Un vaso le acompañaba, para terminar medio lleno.
Sorbo a sorbo tragaba palabras de un tiempo atrás.
Devorando el recuerdo de su piel como quien saborea hasta la última gota de Ron.
Para no dejar rastro de ella.
Sus manos temblaban, se estremecían, se quebraban ante el tiempo.
Como si estas supieran que ya nunca iba a volver.
Que ya nada volvería a ser igual.

Prefiriendo ser el quien devorara a la vida, antes de que esta lo hiciera.
Deslizo la mano hasta el final de su espalda, sacando de ella una vieja cartera.
Billetes que perdieron valor en su día, varios números de teléfonos,
y unas palabras que escondían una vieja fotografía.
Y bueno, ahí estaba ella, tan guapa como siempre.
Sus grandes ojos azules, aquel pelo oscuro.
El vaso sobre la mesa le obligaba a dar un sorbo más.
Tragaba una a una todas sus palabras, ya que eran las únicas que le hacían,
por aquel entonces, sobre-vivir.
Más tarde, recorrió uno a uno todos los pasillos.
Puertas que encerraban libros, neveras llenas de luz, o asientos que quedaron vacíos.
Un sorbo más y en su cabeza solo quedarían aquellas despedidas.
Ni las flores sobre su pecho, el olor de aquel perfume, o su risa en las mañanas.
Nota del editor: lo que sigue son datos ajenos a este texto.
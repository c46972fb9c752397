// Model exports
pub mod domain;
pub mod raw;
pub mod requests;
pub mod responses;

pub use domain::{
    BoundingBox, Classification, ClassifyMode, Confidence, DietaryCategory, GeoPoint, NearbyVenue,
    RankedVenue, ScoringWeights, Station, Venue,
};
pub use raw::{RawDietaryTags, RawNumber, RawVenue};
pub use requests::{NearbyQuery, TopRatedQuery};
pub use responses::{RankResult, StationListing, TopRatedListing};
use tracing::{error, info, warn};
use tracing_subscriber::EnvFilter;
use validator::Validate;

use venue_rank::config::Settings;
use venue_rank::models::{NearbyQuery, TopRatedQuery};
use venue_rank::services::{load_venues, ListingWriter};

fn main() -> Result<(), Box<dyn std::error::Error>> {
    // Load .env file if present
    dotenv::dotenv().ok();

    // Initialize logging
    let log_level = std::env::var("LOG_LEVEL").unwrap_or_else(|_| "info".to_string());
    let log_format = std::env::var("LOG_FORMAT").unwrap_or_else(|_| "json".to_string());

    let subscriber = tracing_subscriber::fmt()
        .with_env_filter(EnvFilter::new(log_level))
        .with_target(false)
        .with_level(true);

    if log_format == "pretty" {
        subscriber.pretty().init();
    } else {
        subscriber.init();
    }

    info!("Starting venue listing generation...");

    let settings = Settings::load().map_err(|e| {
        error!("Failed to load configuration: {}", e);
        e
    })?;

    info!("Configuration loaded successfully ({} stations)", settings.stations.len());

    let venues = load_venues(&settings.dataset.path).map_err(|e| {
        error!("Failed to load venue dataset: {}", e);
        e
    })?;

    let ranker = settings.ranker();
    info!("Ranker initialized with weights: {:?}", ranker.weights());

    let writer = ListingWriter::new(&settings.output.dir)?;

    let mut written = 0;
    for station in &settings.stations {
        let query = NearbyQuery {
            latitude: station.latitude,
            longitude: station.longitude,
            radius_km: settings.query.radius_km,
            limit: settings.query.limit,
            mode: settings.query.mode,
        };

        if let Err(errors) = query.validate() {
            warn!("Skipping station {}: invalid query: {}", station.slug, errors);
            continue;
        }

        let listing =
            ranker.station_listing(station, &venues, query.radius_km, query.mode, query.limit);

        info!(
            "Station {}: {} venues within {}km (from {} candidates)",
            station.slug,
            listing.result.total_matches,
            query.radius_km,
            listing.result.total_candidates
        );

        writer.write(&station.slug, &listing)?;
        written += 1;
    }

    let top_query = TopRatedQuery {
        limit: settings.query.top_rated_limit,
        mode: settings.query.mode,
    };

    match top_query.validate() {
        Ok(()) => {
            let listing = ranker.top_rated_listing(&top_query, &venues);
            writer.write("top-rated", &listing)?;
            written += 1;
        }
        Err(errors) => warn!("Skipping top-rated listing: {}", errors),
    }

    info!("Wrote {} listings to {}", written, writer.output_dir().display());

    Ok(())
}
Un sorbo más, y ya no quedaría nada.
El frío se desliza a través de la ventana, una casa desordenada,
unos brazos que arrastran el sorbo de una botella, o un vaso roto en el salón.
Deslizando con inseguridad sus piernas logró caer sobre el colchón.
Un sorbo más, solo uno más.
Esta vez el destino no eran sus ojos, ni el color de su pelo.
Solo le quedaba el silencio, y una despedida.
Quedaba poco tiempo, el justo para memorizar su nombre.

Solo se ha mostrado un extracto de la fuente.